1. Write the formal definition of derivative i.e. that on p. 651, or Definition 1 on top of Lecture Notes #5.
2. Use this definition, sometimes called the limit definition of derivative (what might be called the "hard way"), develop the formula for the derivative of a function such as f(x) = 3x². You should know what the answer should be from doing it the short way, but you need to demonstrate why the answer is true.  You get NO CREDIT for just writing f '(x) = 6x.
3. Using the exponent rule, solve problems like those found in the On-Line Practice Problems under the headings "Polynomial Derivatives" and "Rational Exponents."

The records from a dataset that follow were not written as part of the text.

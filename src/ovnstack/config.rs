/*
 * Copyright (C) 2024 The Nanocloud Authors
 *
 * Licensed under the Apache License, Version 2.0 (the "License");
 * you may not use this file except in compliance with the License.
 * You may obtain a copy of the License at
 *
 * http://www.apache.org/licenses/LICENSE-2.0
 *
 * Unless required by applicable law or agreed to in writing, software
 * distributed under the License is distributed on an "AS IS" BASIS,
 * WITHOUT WARRANTIES OR CONDITIONS OF ANY KIND, either express or implied.
 * See the License for the specific language governing permissions and
 * limitations under the License.
 */


use crate::ovnstack::ipam::Cidr;
use std::env;
use std::path::{Component, PathBuf};
use std::time::Duration;

/// Host paths the overlay touches, each overridable from the environment.
#[derive(Clone, Copy, Debug, PartialEq, Eq)]
pub enum Config {
    CniConfDir,
    CniBinDir,
    NetnsDir,
    DebianInterfaces,
    RedhatScripts,
}

impl Config {
    /// Returns the associated environment variable for the config parameter.
    pub fn env_var(&self) -> &'static str {
        match self {
            Config::CniConfDir => "OVNSTACK_CNI_CONF_DIR",
            Config::CniBinDir => "OVNSTACK_CNI_BIN_DIR",
            Config::NetnsDir => "OVNSTACK_NETNS_DIR",
            Config::DebianInterfaces => "OVNSTACK_DEBIAN_INTERFACES",
            Config::RedhatScripts => "OVNSTACK_REDHAT_SCRIPTS",
        }
    }

    pub fn default_path(&self) -> &'static str {
        match self {
            Config::CniConfDir => {
                #[cfg(test)]
                {
                    "/tmp/ovnstack-test/cni/net.d"
                }
                #[cfg(not(test))]
                {
                    "/etc/cni/net.d"
                }
            }
            Config::CniBinDir => {
                #[cfg(test)]
                {
                    "/tmp/ovnstack-test/cni/bin"
                }
                #[cfg(not(test))]
                {
                    "/opt/cni/bin"
                }
            }
            Config::NetnsDir => "/var/run/netns",
            Config::DebianInterfaces => "/etc/network/interfaces",
            Config::RedhatScripts => "/etc/sysconfig/network-scripts",
        }
    }

    /// Returns the effective value, either from environment or default.
    pub fn get_path(&self) -> PathBuf {
        env::var(self.env_var()).map_or_else(
            |_| Self::normalize_path(self.default_path()),
            |value| Self::normalize_path(&value),
        )
    }

    /// Expand `~`, make relative paths absolute and collapse `.`/`..`.
    fn normalize_path(input: &str) -> PathBuf {
        let path: PathBuf = match input {
            _ if input.starts_with("~/") => env::var("HOME")
                .ok()
                .map(|home| PathBuf::from(home).join(&input[2..])),
            _ if !input.starts_with('/') => env::current_dir().ok().map(|cwd| cwd.join(input)),
            _ => None,
        }
        .unwrap_or_else(|| PathBuf::from(input));

        path.components()
            .fold(PathBuf::new(), |mut normalized, component| {
                match component {
                    Component::CurDir => {}
                    Component::ParentDir => {
                        normalized.pop();
                    }
                    _ => normalized.push(component),
                }
                normalized
            })
    }
}

/// Everything the provisioner and the CNI plugin need to know about the
/// host, handed to each component when it is constructed.
#[derive(Clone, Debug)]
pub struct OverlayConfig {
    pub integration_bridge: String,
    pub join_switch: String,
    pub join_pool: Cidr,
    pub management_mtu: u32,
    pub cni_conf_dir: PathBuf,
    pub cni_conf_file: String,
    pub cni_bin_dir: PathBuf,
    pub cni_plugin_binary: String,
    pub cni_plugin_link: String,
    pub netns_dir: PathBuf,
    pub debian_interfaces: PathBuf,
    pub redhat_scripts: PathBuf,
    pub metadata_attempts: u32,
    pub metadata_interval: Duration,
    /// Takes precedence over `external_ids:k8s-api-server`.
    pub api_server: Option<String>,
}

impl OverlayConfig {
    pub fn from_env() -> Self {
        OverlayConfig {
            cni_conf_dir: Config::CniConfDir.get_path(),
            cni_bin_dir: Config::CniBinDir.get_path(),
            netns_dir: Config::NetnsDir.get_path(),
            debian_interfaces: Config::DebianInterfaces.get_path(),
            redhat_scripts: Config::RedhatScripts.get_path(),
            api_server: env::var("OVNSTACK_API_SERVER")
                .ok()
                .filter(|value| !value.trim().is_empty()),
            ..Self::default()
        }
    }

    /// The `ifup-ovs` helper whose presence marks a RedHat style host.
    pub fn redhat_marker(&self) -> PathBuf {
        self.redhat_scripts.join("ifup-ovs")
    }
}

impl Default for OverlayConfig {
    fn default() -> Self {
        OverlayConfig {
            integration_bridge: "br-int".to_string(),
            join_switch: "join".to_string(),
            join_pool: Cidr {
                address: std::net::Ipv4Addr::new(100, 64, 1, 0),
                prefix: 24,
            },
            management_mtu: 1400,
            cni_conf_dir: PathBuf::from(Config::CniConfDir.default_path()),
            cni_conf_file: "10-net.conf".to_string(),
            cni_bin_dir: PathBuf::from(Config::CniBinDir.default_path()),
            cni_plugin_binary: "ovn-cni".to_string(),
            cni_plugin_link: "ovn_cni".to_string(),
            netns_dir: PathBuf::from(Config::NetnsDir.default_path()),
            debian_interfaces: PathBuf::from(Config::DebianInterfaces.default_path()),
            redhat_scripts: PathBuf::from(Config::RedhatScripts.default_path()),
            metadata_attempts: 30,
            metadata_interval: Duration::from_millis(100),
            api_server: None,
        }
    }
}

4. Using the product rule (d(hi^.ho) = ho^.d(hi) + hi^.d(ho)) and quotient rule (d(hi/ho) = (ho^.d(hi) - hi^.d(ho))/(ho^.ho)) solve problems like those found in the On-Line RUReady Problems under the headings "Derivatives of Products" and "Derivatives of Quotients."
5. For a given function, find the equation of the tangent line to the curve at some point (Problems like the On-Line RUReady problems under the section "Tangent Line Equations".)
6. Using the Chain Rule, solve problems like those found on the On-Line RUReady problems under the heading "Derivatives of Powers."